The Power and Pain of Vulnerability

I’ve found I can apply dating principles not only to my relationship with my boyfriend, but also my relationship with my family and friends. I recently mentioned the difficulty and necessity of being honest in dating relationships. Being completely truthful with someone is terrifying.

I naturally want to please other people, and oftentimes, it seems like the easiest way to do that is by glazing over the truth. Not with huge lies. Just polite, little things to avoid hurting people’s feelings and to make them feel good about themselves. But, as I’ve mentioned earlier, any tiny deception can damage a relationship. In fact, you don’t even have to lie. You just have to conceal the truth.

 

This brings me to vulnerability. To me, vulnerability is about telling the truth when you don’t have to. Of course, we’ve all met those blunt people who don’t hesitate to tell others about their likes and preferences.

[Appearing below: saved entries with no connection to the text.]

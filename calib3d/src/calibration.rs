//! Single-camera calibration from planar patterns.
//!
//! Provides the closed-form homography initialization used to seed the
//! joint stereo refinement, plus the RMS reprojection metric.

use crate::project::project_point;
use crate::Result;
use cv_core::{CameraIntrinsics, Distortion, Error, Pose};
use nalgebra::{DMatrix, DVector, Matrix3, Point2, Point3};
use rayon::prelude::*;
use tracing::debug;

#[derive(Debug, Clone)]
pub struct CameraCalibrationResult {
    pub intrinsics: CameraIntrinsics,
    pub extrinsics: Vec<Pose>,
    pub distortion: Distortion,
    pub rms_reprojection_error: f64,
}

/// Generate 3D object points for a planar chessboard pattern
///
/// The object points are generated in the plane z=0, row by row with x
/// varying fastest: x ranges from 0 to (cols-1)*square_size and y from 0 to
/// (rows-1)*square_size.
pub fn generate_chessboard_object_points(
    pattern_size: (usize, usize),
    square_size: f64,
) -> Vec<Point3<f64>> {
    let (cols, rows) = pattern_size;
    let mut points = Vec::with_capacity(cols * rows);
    for y in 0..rows {
        for x in 0..cols {
            points.push(Point3::new(
                x as f64 * square_size,
                y as f64 * square_size,
                0.0,
            ));
        }
    }
    points
}

/// Closed-form calibration of one camera from planar views.
///
/// With three or more views the full pinhole matrix is recovered from the
/// homographies. With fewer views, or when that solution is not physical,
/// the principal point is pinned to the image center and only a shared focal
/// length is solved. Distortion is returned as zero.
pub fn calibrate_camera_planar(
    object_points: &[Vec<Point3<f64>>],
    image_points: &[Vec<Point2<f64>>],
    image_size: (u32, u32),
) -> Result<CameraCalibrationResult> {
    if object_points.len() != image_points.len() || object_points.is_empty() {
        return Err(Error::CalibrationError(
            "planar calibration needs at least one view with matching point sets".to_string(),
        ));
    }

    let mut homographies = Vec::with_capacity(object_points.len());
    for (obj, img) in object_points.iter().zip(image_points.iter()) {
        if obj.len() != img.len() || obj.len() < 4 {
            return Err(Error::CalibrationError(
                "each calibration view needs >=4 correspondences".to_string(),
            ));
        }
        if obj.iter().any(|p| p.z.abs() > 1e-9) {
            return Err(Error::CalibrationError(
                "planar calibration expects planar object points (z=0)".to_string(),
            ));
        }
        let obj2d: Vec<Point2<f64>> = obj.iter().map(|p| Point2::new(p.x, p.y)).collect();
        homographies.push(estimate_homography_dlt(&obj2d, img)?);
    }

    let (width, height) = image_size;
    let closed_form = if homographies.len() >= 3 {
        intrinsics_from_planar_homographies(&homographies)
            .ok()
            .map(|k| CameraIntrinsics::from_matrix(&k, width, height))
            .filter(|k| is_plausible(k, image_size))
    } else {
        None
    };

    let intrinsics = match closed_form {
        Some(k) => k,
        None => {
            let cx = (width as f64 - 1.0) * 0.5;
            let cy = (height as f64 - 1.0) * 0.5;
            let f = focal_from_planar_homographies(&homographies, cx, cy)
                .unwrap_or_else(|| width.max(height) as f64);
            debug!(views = homographies.len(), focal = f, "using centered-principal-point initialization");
            CameraIntrinsics::new(f, f, cx, cy, width, height)
        }
    };

    let k_inv = intrinsics.inverse_matrix();
    let mut extrinsics = Vec::with_capacity(homographies.len());
    for h in &homographies {
        extrinsics.push(extrinsics_from_homography(&k_inv, h)?);
    }

    let distortion = Distortion::none();
    let rms = compute_rms_reprojection(
        &intrinsics,
        &distortion,
        &extrinsics,
        object_points,
        image_points,
    )?;

    let result = CameraCalibrationResult {
        intrinsics,
        extrinsics,
        distortion,
        rms_reprojection_error: rms,
    };
    if !is_valid_camera_calibration(&result) {
        return Err(Error::CalibrationError(
            "planar calibration produced non-finite or degenerate calibration".to_string(),
        ));
    }
    Ok(result)
}

fn is_plausible(k: &CameraIntrinsics, image_size: (u32, u32)) -> bool {
    let (w, h) = (image_size.0 as f64, image_size.1 as f64);
    k.fx.is_finite()
        && k.fy.is_finite()
        && k.fx > 0.0
        && k.fy > 0.0
        && (k.fx / k.fy - 1.0).abs() < 0.5
        && k.cx > 0.0
        && k.cx < w
        && k.cy > 0.0
        && k.cy < h
}

/// Right singular vector of the smallest singular value.
fn null_vector(m: DMatrix<f64>) -> Result<DVector<f64>> {
    let svd = m.svd(false, true);
    let vt = svd
        .v_t
        .ok_or_else(|| Error::CalibrationError("SVD failed while solving for a null space".to_string()))?;
    let (idx, _) = svd
        .singular_values
        .iter()
        .enumerate()
        .min_by(|a, b| a.1.total_cmp(b.1))
        .ok_or_else(|| Error::CalibrationError("empty system".to_string()))?;
    Ok(vt.row(idx).transpose())
}

/// Estimate homography using Direct Linear Transform (DLT)
pub fn estimate_homography_dlt(src: &[Point2<f64>], dst: &[Point2<f64>]) -> Result<Matrix3<f64>> {
    if src.len() != dst.len() || src.len() < 4 {
        return Err(Error::CalibrationError(
            "estimate_homography_dlt needs >=4 paired points".to_string(),
        ));
    }

    let (src_n, ts) = normalize_points_hartley(src)?;
    let (dst_n, td) = normalize_points_hartley(dst)?;
    let n = src.len();
    // Padded to at least 9 rows so the SVD exposes the full right basis.
    let mut a = DMatrix::<f64>::zeros((2 * n).max(9), 9);
    for i in 0..n {
        let x = src_n[i].x;
        let y = src_n[i].y;
        let u = dst_n[i].x;
        let v = dst_n[i].y;
        let r0 = 2 * i;
        let r1 = r0 + 1;
        a[(r0, 0)] = -x;
        a[(r0, 1)] = -y;
        a[(r0, 2)] = -1.0;
        a[(r0, 6)] = u * x;
        a[(r0, 7)] = u * y;
        a[(r0, 8)] = u;

        a[(r1, 3)] = -x;
        a[(r1, 4)] = -y;
        a[(r1, 5)] = -1.0;
        a[(r1, 6)] = v * x;
        a[(r1, 7)] = v * y;
        a[(r1, 8)] = v;
    }

    let h = null_vector(a)?;
    let hn = Matrix3::new(h[0], h[1], h[2], h[3], h[4], h[5], h[6], h[7], h[8]);
    let td_inv = td.try_inverse().ok_or_else(|| {
        Error::CalibrationError("degenerate point normalization".to_string())
    })?;
    let mut hdenorm = td_inv * hn * ts;
    if hdenorm[(2, 2)].abs() > 1e-12 {
        hdenorm /= hdenorm[(2, 2)];
    }
    Ok(hdenorm)
}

“Your haircut is… really… different.”

“Umm, yeah. Trust me, we can tell you just got out of bed.”

“You’ve got something in your teeth. I’ve tried to ignore it for the past few minutes, but it’s really, really bothering me, and I can’t ignore it anymore.”

While it’s great to know if you have something in your teeth, these people don’t risk anything by being honest about their opinions. Vulnerability isn’t just about telling the truth, but about exposing yourself to hurt and pain. Vulnerability means being open and honest even when you’re scared.

 

Being vulnerable hurts, even when you’re being vulnerable to a loved one. Sometimes, I come away from long talks feeling hollow and empty, like I just poured myself out and got nothing back. Or, like what happened a few days ago, I decided to tell my parents I hadn’t trusted them like I should have. Something came up that I needed to tell my parents about, but my first thought was that I couldn’t tell them. They would just make things more difficult.

This was somewhat alarming. I’d avoided telling them tiny things, and now I was going to avoid telling them about something big, something important to me, something I needed their advice on.

I opened by telling them I hadn’t been as open with them as I should have, and as I tried to explain why, they completely got the wrong message. It was a disastrous miscommunication that ended up alienating myself from my parents. I was crushed and hurt. I could not have imagined a worse way that talk could have gone.

I was outside crying in the rain for a long while, and I came to the conclusion that I just couldn’t be vulnerable with some people, like my parents. But that was okay. After all, God had given me other people I could talk to about important things. I would love my parents, and respect them, but I wouldn’t ever trust them with my vulnerability. I’d been so open the first time, and there was no way I’d do that again.

Well, two phone calls later, I did do it again. God has blessed me with people I can talk to and trust, friends who aren’t afraid to read the label on the outside of the bottle for me. They told me I had a responsibility to honor my parents and that God’s given them a very special role in my life. I agreed.

I wasn’t going to be vulnerable because it was fun or easy. I was going to be vulnerable by principle. I can’t control how my parents will react to things, but I can control what I do, and I have a responsibility to be as open with them as possible and to seek their advice and wisdom.

I wrote a letter, expressing everything on paper that I couldn’t with my tongue. I was terrified. My parents had reacted so negatively to the last time I’d been open, and I had been so unprepared. But I wrote that letter because of who I want to be. I want to be vulnerable when it hurts and to respect my parents because that’s what God has called me to do.

My parents read the letter before having a long talk with me. They hadn’t realized they’d heard something different than what I’d been saying. They apologized, and we were all completely open about our fears and wishes for the decision I’d been trying to make.

For that situation, I had a few other options I could have chosen. I could have tried to fight them. I could have apologized for whatever they’d thought I’d done wrong just to get it over with. Instead, I was vulnerable.

I knew the things I wrote in that letter weren’t all things they’d wanted to hear, because if I had to choose being completely honest or pleasing them, I’d choose the former. After that talk, my parents and I realized we both had the same goal for me: to seek God first in everything I do. With that vulnerability came trust and communication in our relationship that could have never happened otherwise.

 

I was totally prepared for my parents to be angry, but even if my vulnerability had gotten me hurt the day before, I wanted to have the strength to pick myself up the next day, so I could be vulnerable again. No matter how other people react, I want to have such solid character that I can still be the same person and act according to the same principles.

 

Vulnerability is worth it, even when it doesn’t feel like it in the moment. Trust that God will reward your honesty and work in the other person, so they’ll reciprocate your openness. Stick to your principles, especially not when it’s not easy. And lastly, be vulnerable not according to circumstance, but by choice.

 

What things are you not sharing, because you might get hurt? How has being vulnerable caused you pain in the past?